Ibrutinib Continues to Demonstrate Viability in Treatment of CLL

Based on the results of the first in-human clinical trial of ibrutinib in chronic lymphocytic leukemia (CLL) – conducted in 2010 at Weill Cornell Medicine/NewYork-Presbyterian Hospital and other centers – researchers led in part by Dr. Richard Furman moved forward with the first phase II trial of the drug. According to a five-year follow-up study recently published in the American Society of Hematology’s Blood journal, ibrutinib continues to demonstrate excellent efficacy and tolerability as a single agent therapy for people with previously untreated and relapsed or refractory CLL.

CLL is characterized by uncontrolled growth of mature B-cells that accumulate in the blood, bone marrow, lymph nodes and spleen. As CLL cells fill these various organs, they interfere with normal cell functions. Ibrutinib is an oral treatment that inhibits Bruton’s tyrosine kinase (BTK), an enzyme involved in B-cell development that plays a critical role in CLL cell survival.

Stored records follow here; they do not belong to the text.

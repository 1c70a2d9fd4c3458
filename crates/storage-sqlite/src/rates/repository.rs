use ratebook_core::rates::{
    Currency, CurrencyWithRate, ExchangeRate, HistoricalRate, RateRepositoryTrait,
};
use ratebook_core::{Error, Result};

use super::model::{
    CountRow, CurrencyDB, CurrencyWithRateRow, HistoricalRateRow, NewCurrencyDB, NewRateDB, RateDB,
    SQL_DATE_FORMAT, SQL_TIMESTAMP_FORMAT,
};
use crate::db::{get_connection, DbPool, WriteHandle};
use crate::errors::StorageError;
use crate::schema::{currencies, rates};
use async_trait::async_trait;
use chrono::{NaiveDate, Utc};
use diesel::prelude::*;
use diesel::sql_query;
use diesel::sql_types::{BigInt, Text};
use diesel::sqlite::SqliteConnection;
use rust_decimal::Decimal;
use std::sync::Arc;

/// Latest rate per currency: the subquery picks the single most recent rate
/// row targeting the currency, newest date first, highest id on ties.
const LATEST_RATE_SELECT: &str = "
    SELECT
        c.id,
        c.code,
        c.name,
        c.created_at,
        r.rate AS latest_rate,
        r.effective_date AS rate_date
    FROM currencies c
    LEFT JOIN rates r ON r.id = (
        SELECT r2.id
        FROM rates r2
        WHERE r2.target_currency_id = c.id
          AND r2.base_currency_id = (SELECT id FROM currencies WHERE code = ?)
        ORDER BY r2.effective_date DESC, r2.id DESC
        LIMIT 1
    )";

/// As-of rates: a row survives only if no other row for the same target is
/// nearer to the query date (same-date ties go to the higher id).
const RATES_AS_OF_SELECT: &str = "
    SELECT
        r.id,
        base.code AS base_currency,
        target.code AS target_currency,
        target.name AS target_currency_name,
        r.rate,
        r.effective_date,
        r.created_at
    FROM rates r
    JOIN currencies base ON base.id = r.base_currency_id
    JOIN currencies target ON target.id = r.target_currency_id
    WHERE r.base_currency_id = (SELECT id FROM currencies WHERE code = ?)
      AND r.effective_date <= ?
      AND NOT EXISTS (
          SELECT 1
          FROM rates newer
          WHERE newer.target_currency_id = r.target_currency_id
            AND newer.base_currency_id = r.base_currency_id
            AND newer.effective_date <= ?
            AND (newer.effective_date > r.effective_date
                 OR (newer.effective_date = r.effective_date AND newer.id > r.id))
      )
    ORDER BY target.code ASC
    LIMIT ? OFFSET ?";

const RATE_TARGETS_AS_OF_COUNT: &str = "
    SELECT COUNT(DISTINCT r.target_currency_id) AS total
    FROM rates r
    WHERE r.base_currency_id = (SELECT id FROM currencies WHERE code = ?)
      AND r.effective_date <= ?";

#[derive(Clone)]
pub struct RateRepository {
    pool: Arc<DbPool>,
    writer: WriteHandle,
    base_currency: String,
}

impl RateRepository {
    pub fn new(pool: Arc<DbPool>, writer: WriteHandle, base_currency: impl Into<String>) -> Self {
        Self {
            pool,
            writer,
            base_currency: base_currency.into(),
        }
    }
}

/// Upserts the rate row for `(base, target, effective_date)`; a same-day
/// write replaces the stored rate and refreshes `created_at`.
fn upsert_rate(
    conn: &mut SqliteConnection,
    base_code: &str,
    target_id: i32,
    rate: Decimal,
    effective_date: NaiveDate,
) -> Result<RateDB> {
    let base_id = currencies::table
        .filter(currencies::code.eq(base_code))
        .select(currencies::id)
        .first::<i32>(conn)
        .map_err(StorageError::from)?;

    let now = Utc::now()
        .naive_utc()
        .format(SQL_TIMESTAMP_FORMAT)
        .to_string();
    let new_rate = NewRateDB {
        base_currency_id: base_id,
        target_currency_id: target_id,
        rate: rate.to_string(),
        effective_date: effective_date.format(SQL_DATE_FORMAT).to_string(),
        created_at: now.clone(),
    };

    let row = diesel::insert_into(rates::table)
        .values(&new_rate)
        .on_conflict((
            rates::base_currency_id,
            rates::target_currency_id,
            rates::effective_date,
        ))
        .do_update()
        .set((rates::rate.eq(&new_rate.rate), rates::created_at.eq(&now)))
        .returning(RateDB::as_returning())
        .get_result::<RateDB>(conn)
        .map_err(StorageError::from)?;

    Ok(row)
}

#[async_trait]
impl RateRepositoryTrait for RateRepository {
    fn list_currencies_with_latest_rate(&self) -> Result<Vec<CurrencyWithRate>> {
        let mut conn = get_connection(&self.pool)?;

        let query = format!("{} ORDER BY c.id ASC", LATEST_RATE_SELECT);
        let rows = sql_query(query)
            .bind::<Text, _>(&self.base_currency)
            .load::<CurrencyWithRateRow>(&mut conn)
            .map_err(StorageError::from)?;

        Ok(rows.into_iter().map(CurrencyWithRate::from).collect())
    }

    async fn list_currencies_page(
        &self,
        limit: i64,
        offset: i64,
    ) -> Result<Vec<CurrencyWithRate>> {
        let mut conn = get_connection(&self.pool)?;

        let query = format!("{} ORDER BY c.code ASC LIMIT ? OFFSET ?", LATEST_RATE_SELECT);
        let rows = sql_query(query)
            .bind::<Text, _>(&self.base_currency)
            .bind::<BigInt, _>(limit)
            .bind::<BigInt, _>(offset)
            .load::<CurrencyWithRateRow>(&mut conn)
            .map_err(StorageError::from)?;

        Ok(rows.into_iter().map(CurrencyWithRate::from).collect())
    }

    async fn count_currencies(&self) -> Result<i64> {
        let mut conn = get_connection(&self.pool)?;

        let count = currencies::table
            .count()
            .get_result::<i64>(&mut conn)
            .map_err(StorageError::from)?;

        Ok(count)
    }

    async fn list_rates_as_of(
        &self,
        date: NaiveDate,
        limit: i64,
        offset: i64,
    ) -> Result<Vec<HistoricalRate>> {
        let mut conn = get_connection(&self.pool)?;

        let date_str = date.format(SQL_DATE_FORMAT).to_string();
        let rows = sql_query(RATES_AS_OF_SELECT)
            .bind::<Text, _>(&self.base_currency)
            .bind::<Text, _>(&date_str)
            .bind::<Text, _>(&date_str)
            .bind::<BigInt, _>(limit)
            .bind::<BigInt, _>(offset)
            .load::<HistoricalRateRow>(&mut conn)
            .map_err(StorageError::from)?;

        Ok(rows.into_iter().map(HistoricalRate::from).collect())
    }

    async fn count_rate_targets_as_of(&self, date: NaiveDate) -> Result<i64> {
        let mut conn = get_connection(&self.pool)?;

        let row = sql_query(RATE_TARGETS_AS_OF_COUNT)
            .bind::<Text, _>(&self.base_currency)
            .bind::<Text, _>(date.format(SQL_DATE_FORMAT).to_string())
            .get_result::<CountRow>(&mut conn)
            .map_err(StorageError::from)?;

        Ok(row.total)
    }

    async fn get_currency(&self, id: i32) -> Result<Option<Currency>> {
        let mut conn = get_connection(&self.pool)?;

        let currency = currencies::table
            .find(id)
            .first::<CurrencyDB>(&mut conn)
            .optional()
            .map_err(StorageError::from)?;

        Ok(currency.map(Currency::from))
    }

    async fn upsert_currency_with_rate(
        &self,
        code: String,
        name: String,
        rate: Decimal,
        effective_date: NaiveDate,
    ) -> Result<(Currency, ExchangeRate)> {
        let base_code = self.base_currency.clone();
        self.writer
            .exec(move |conn| {
                let now = Utc::now()
                    .naive_utc()
                    .format(SQL_TIMESTAMP_FORMAT)
                    .to_string();
                let new_currency = NewCurrencyDB {
                    code,
                    name,
                    created_at: now,
                };

                let currency_db = diesel::insert_into(currencies::table)
                    .values(&new_currency)
                    .on_conflict(currencies::code)
                    .do_update()
                    .set(currencies::name.eq(&new_currency.name))
                    .returning(CurrencyDB::as_returning())
                    .get_result::<CurrencyDB>(conn)
                    .map_err(StorageError::from)?;

                let rate_db = upsert_rate(conn, &base_code, currency_db.id, rate, effective_date)?;

                Ok((Currency::from(currency_db), ExchangeRate::from(rate_db)))
            })
            .await
    }

    async fn update_currency_with_rate(
        &self,
        id: i32,
        name: String,
        rate: Decimal,
        effective_date: NaiveDate,
    ) -> Result<(Currency, ExchangeRate)> {
        let base_code = self.base_currency.clone();
        self.writer
            .exec(move |conn| {
                // Existence is checked inside the transaction; code is
                // deliberately left untouched.
                let existing = currencies::table
                    .find(id)
                    .first::<CurrencyDB>(conn)
                    .optional()
                    .map_err(StorageError::from)?;
                let Some(_) = existing else {
                    return Err(Error::CurrencyNotFound(format!(
                        "Currency with id {} not found",
                        id
                    )));
                };

                let currency_db = diesel::update(currencies::table.find(id))
                    .set(currencies::name.eq(&name))
                    .returning(CurrencyDB::as_returning())
                    .get_result::<CurrencyDB>(conn)
                    .map_err(StorageError::from)?;

                let rate_db = upsert_rate(conn, &base_code, currency_db.id, rate, effective_date)?;

                Ok((Currency::from(currency_db), ExchangeRate::from(rate_db)))
            })
            .await
    }

    async fn delete_currency(&self, id: i32) -> Result<Currency> {
        self.writer
            .exec(move |conn| {
                let existing = currencies::table
                    .find(id)
                    .first::<CurrencyDB>(conn)
                    .optional()
                    .map_err(StorageError::from)?;
                let Some(existing) = existing else {
                    return Err(Error::CurrencyNotFound(format!(
                        "Currency with id {} not found",
                        id
                    )));
                };

                // Rates referencing the currency go with it via the
                // ON DELETE CASCADE constraint.
                diesel::delete(currencies::table.find(id))
                    .execute(conn)
                    .map_err(StorageError::from)?;

                Ok(Currency::from(existing))
            })
            .await
    }
}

Prior to the Food and Drug Administration (FDA) approval of ibrutinib for CLL in 2014, chemoimmunotherapy (CIT), typically with fludarabine, cyclophosphamide and rituximab (FCR), was one of the only treatment options available for people with CLL. Chemoimmunotherapy often generates deep responses that last a median of five to six years, but it is associated with significant toxicities. When patients relapse after CIT, their disease becomes more resistant to subsequent treatments, and due to the accumulation of toxicities, many patients are unable to receive further CIT. Given the associated toxicities, the use of CIT is limited in older patients with comorbidities – the cohort that comprises the majority of CLL patients.

The phase II study in which Dr. Furman was involved tested ibrutinib as a single agent in over 100 patients – some of whom received no prior therapy, and others who relapsed following initial treatment. Patients received daily oral doses of ibrutinib until their disease progressed or until the presence of side-effects warranted discontinuation of therapy.

Almost 90 percent of all patient participants demonstrated a response to treatment at the five-year mark, and complete remission rates increased over time with ongoing treatment. Ninety-two percent of treatment-naive patients and 44 percent of relapsed/refractory patients remained free of disease progression five years out from the start of treatment.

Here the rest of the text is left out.